Mesenchymal stem cells (MSCs) is promising in promoting wound healing mainly due to their paracrine function. Nonetheless, the transplanted MSCs presented poor survival with cell dysfunction and paracrine problem in diabetic environment, thus limiting their therapeutic efficacy and clinical application. JAM-A, an adhesion molecule, has been reported to play multi-functional roles in diverse cells. We therefore investigated the potential effect of JAM-A on MSCs under diabetic environment and explored the underlying mechanism. Indeed, high-glucose condition inhibited MSCs viability and JAM-A expression.
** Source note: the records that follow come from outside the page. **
use std::fmt::Display;

use thiserror::Error;

/// Which end of an edge an operation was referring to.
#[derive(Clone, Copy, Debug, PartialEq, Eq, Hash)]
pub enum Endpoint {
    Source,
    Target,
}

impl Display for Endpoint {
    fn fmt(&self, f: &mut std::fmt::Formatter<'_>) -> std::fmt::Result {
        match self {
            Endpoint::Source => write!(f, "source"),
            Endpoint::Target => write!(f, "target"),
        }
    }
}

/// Errors raised by the mutating operations of an
/// [`AdjacencyGraph`](super::AdjacencyGraph).
///
/// The graph is left untouched whenever one of these is returned.
#[derive(Clone, Debug, Error, PartialEq, Eq)]
pub enum GraphError<V> {
    #[error("vertex {0:?} is already present")]
    DuplicateVertex(V),
    #[error("{endpoint} vertex {vertex:?} is not present")]
    VertexNotFound { vertex: V, endpoint: Endpoint },
}

impl<V> GraphError<V> {
    /// The vertex the failing operation was called with.
    pub fn vertex(&self) -> &V {
        match self {
            GraphError::DuplicateVertex(v) => v,
            GraphError::VertexNotFound { vertex, .. } => vertex,
        }
    }
}
//! # Adjgraph
//!
//! Adjgraph is a small Rust library for unweighted graphs stored as adjacency
//! lists: every vertex maps to the insertion-ordered set of vertices it points
//! to. Edges are directed, and undirected edges are expressed as a pair of
//! directed ones inserted or removed together.
//!
//! Besides insertion, deletion and adjacency queries, the graph offers
//! breadth-first traversal (with hop-distance levels) and depth-first
//! traversal from any source vertex.
//!
//! ```
//! use adjgraph::AdjacencyGraph;
//!
//! let mut graph = AdjacencyGraph::new();
//! for v in ["A", "B", "C", "D"] {
//!     graph.add_vertex(v).unwrap();
//! }
//! graph.add_edge("A", "B", false).unwrap();
//! graph.add_edge("A", "C", false).unwrap();
//! graph.add_edge("B", "D", false).unwrap();
//! graph.add_edge("C", "D", false).unwrap();
//!
//! let levels = graph.levels_from(&"A");
//! assert_eq!(levels[&"D"], 2);
//! assert_eq!(graph.n_edges(), 4);
//! ```

pub mod adjacency;

pub use adjacency::{
    builder::AdjacencyGraphBuilder,
    error::{Endpoint, GraphError},
    AdjacencyGraph, NeighborSet, Neighbors,
};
However, JAM-A abnormality was rescued by lentivirus transfection and JAM-A overexpression promoted MSCs proliferation, migration and adhesion under hyperglycemia. Moreover, JAM-A overexpression attenuated high-glucose-induced ROS production and MSCs apoptosis. The bio-effects of JAM-A on MSCs under hyperglycemia were confirmed by RNA-seq with enrichment analyses. Moreover, Luminex chip results showed JAM-A overexpression dramatically upregulated PDGF-BB and VEGF in the supernatant of MSCs, which was verified by RT-qPCR and western blotting. The supernatant was further found to facilitate HUVECs proliferation, migration and angiogenesis under hyperglycemia. In vivo experiments revealed JAM-A overexpression significantly enhanced MSCs survival, promoted wound angiogenesis, and thus accelerated diabetic wound closure, partially by enhancing PDGF-BB and VEGF expression. This study firstly demonstrated that JAM-A expression of MSCs was inhibited upon high-glucose stimulation. JAM-A overexpression alleviated high-glucose-induced MSCs dysfunction, enhanced their anti-oxidative capability, protected MSCs from hyperglycemia-induced apoptosis and improved their survival, thus strengthening MSCs paracrine function to promote angiogenesis and significantly accelerating diabetic wound healing, which offers a promising strategy to maximize MSCs-based therapy in diabetic wound.